O povo Assurini é um grupo indígena pertencente à família linguística Tupi-Guarani, tradicionalmente habitante da região do médio Xingu, no Pará. Seu nome significa “pintados de vermelho”, uma referência ao uso do urucum em seus corpos e objetos, marca cultural que expressa identidade e tradição. Atualmente, os Assurini vivem em terras demarcadas, como a Terra Indígena Trocará e a Terra Indígena Koatinemo, mas enfrentam desafios relacionados ao contato com a sociedade envolvente, à preservação de seu território e à manutenção de sua cultura.
A arte ocupa papel central na vida desse povo, funcionando como expressão estética, meio de transmissão de conhecimento e elo espiritual. Os Assurini são conhecidos pela riqueza de sua pintura corporal, feita com urucum e jenipapo, que varia conforme rituais, fases da vida e momentos coletivos. Cada grafismo possui significados simbólicos ligados à natureza, aos espíritos e à organização social. Além da pintura, a cerâmica é um dos principais destaques de sua produção artística. Os vasos, potes e urnas funerárias não têm apenas função utilitária, mas também ritual, sendo decorados com traços geométricos e cores fortes que remetem ao universo cosmológico da etnia.

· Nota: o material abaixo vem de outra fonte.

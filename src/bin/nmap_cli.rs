/*!
 * nmap_cli - Command validation and generation front-end
 *
 * Validates candidate nmap commands against the option catalog, or
 * generates a command from a natural-language intent with the built-in
 * self-correction loop. Emits human-readable reports or JSON for
 * integration with automation pipelines.
 */

use std::sync::Arc;

use clap::{Parser, Subcommand};
use tracing_subscriber::EnvFilter;

use nmap_core::correction::SelfCorrector;
use nmap_core::generator::{Complexity, KeywordGenerator};
use nmap_core::graph_store::{load_or_fallback, GraphStoreConfig};
use nmap_core::validator::CommandValidator;

#[derive(Parser)]
#[command(name = "nmap_cli")]
#[command(about = "nmap command validation and self-correcting generation", long_about = None)]
struct Cli {
    /// Skip the graph store and use the bundled catalog
    #[arg(long, global = true)]
    offline: bool,

    #[command(subcommand)]
    command: Commands,
}

#[derive(Subcommand)]
enum Commands {
    /// Validate a candidate nmap command
    Validate {
        /// The full command string, quoted
        command: String,

        /// Emit the validation report as JSON
        #[arg(short, long)]
        json: bool,
    },

    /// Generate a validated command from a natural-language intent
    Generate {
        /// What the command should do
        #[arg(short, long)]
        intent: String,

        /// Requested complexity: EASY, MEDIUM, or HARD
        #[arg(short, long, default_value = "MEDIUM")]
        complexity: Complexity,

        /// Regeneration budget after a failed validation
        #[arg(long, default_value_t = 3)]
        max_retries: usize,

        /// Emit the generation outcome as JSON
        #[arg(short, long)]
        json: bool,
    },

    /// Show the loaded option catalog
    Catalog {
        /// Emit the catalog as JSON
        #[arg(short, long)]
        json: bool,
    },

    /// Show version information
    Version,
}

fn main() {
    tracing_subscriber::fmt()
        .with_env_filter(EnvFilter::from_default_env())
        .with_writer(std::io::stderr)
        .init();

    let cli = Cli::parse();

    let config = if cli.offline {
        None
    } else {
        Some(GraphStoreConfig::from_env())
    };
    let catalog = Arc::new(load_or_fallback(config));

    match cli.command {
        Commands::Validate { command, json } => {
            let validator = CommandValidator::new(catalog);
            let report = validator.validate(&command);

            if json {
                match serde_json::to_string_pretty(&report) {
                    Ok(out) => println!("{}", out),
                    Err(e) => {
                        eprintln!("Error: {}", e);
                        std::process::exit(1);
                    }
                }
            } else {
                println!("{}", report.feedback);
                println!("Score: {:.2}", report.score);
                for error in &report.errors {
                    println!("  error: {}", error);
                }
                for warning in &report.warnings {
                    println!("  warning: {}", warning);
                }
            }

            if !report.valid {
                std::process::exit(1);
            }
        }
        Commands::Generate {
            intent,
            complexity,
            max_retries,
            json,
        } => {
            let generator = KeywordGenerator::new(catalog.clone());
            let validator = CommandValidator::new(catalog);
            let corrector = SelfCorrector::new(max_retries);

            match corrector.run(&intent, complexity, &generator, &validator) {
                Ok(outcome) => {
                    if json {
                        match serde_json::to_string_pretty(&outcome) {
                            Ok(out) => println!("{}", out),
                            Err(e) => {
                                eprintln!("Error: {}", e);
                                std::process::exit(1);
                            }
                        }
                    } else {
                        println!("{}", outcome.command);
                        println!("Confidence: {:.2}", outcome.confidence);
                        println!("{}", outcome.recommendation);
                        if outcome.metadata.corrected {
                            println!(
                                "Corrected after {} regeneration(s)",
                                outcome.metadata.attempts
                            );
                        }
                    }

                    if !outcome.validation.valid {
                        std::process::exit(1);
                    }
                }
                Err(e) => {
                    eprintln!("Error: {}", e);
                    std::process::exit(1);
                }
            }
        }
        Commands::Catalog { json } => {
            if json {
                match serde_json::to_string_pretty(&catalog.options()) {
                    Ok(out) => println!("{}", out),
                    Err(e) => {
                        eprintln!("Error: {}", e);
                        std::process::exit(1);
                    }
                }
            } else {
                println!("Catalog: {} options ({:?} mode)", catalog.len(), catalog.mode());
                for option in catalog.options() {
                    println!("  {:<20} {}", option.name, option.description);
                }
            }
        }
        Commands::Version => {
            println!("nmap_cli v{}", env!("CARGO_PKG_VERSION"));
            println!("nmap command validation and self-correcting generation");
        }
    }
}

Outro aspecto importante é a tecelagem de fibras vegetais, usadas na confecção de cestos, peneiras e adornos. Esses objetos revelam não apenas a habilidade técnica, mas também a relação harmoniosa com a floresta, já que os Assurini utilizam matérias-primas extraídas de forma sustentável. Nos últimos anos, essa produção artesanal ganhou visibilidade fora das aldeias, sendo reconhecida como expressão de arte indígena contemporânea, ao mesmo tempo tradicional e atual. Assim, a arte dos Assurini é mais que estética: é memória, identidade e resistência. Por meio dela, o povo reafirma seu modo de existir, preserva a língua e os conhecimentos ancestrais e fortalece a luta pela valorização da cultura indígena no Brasil.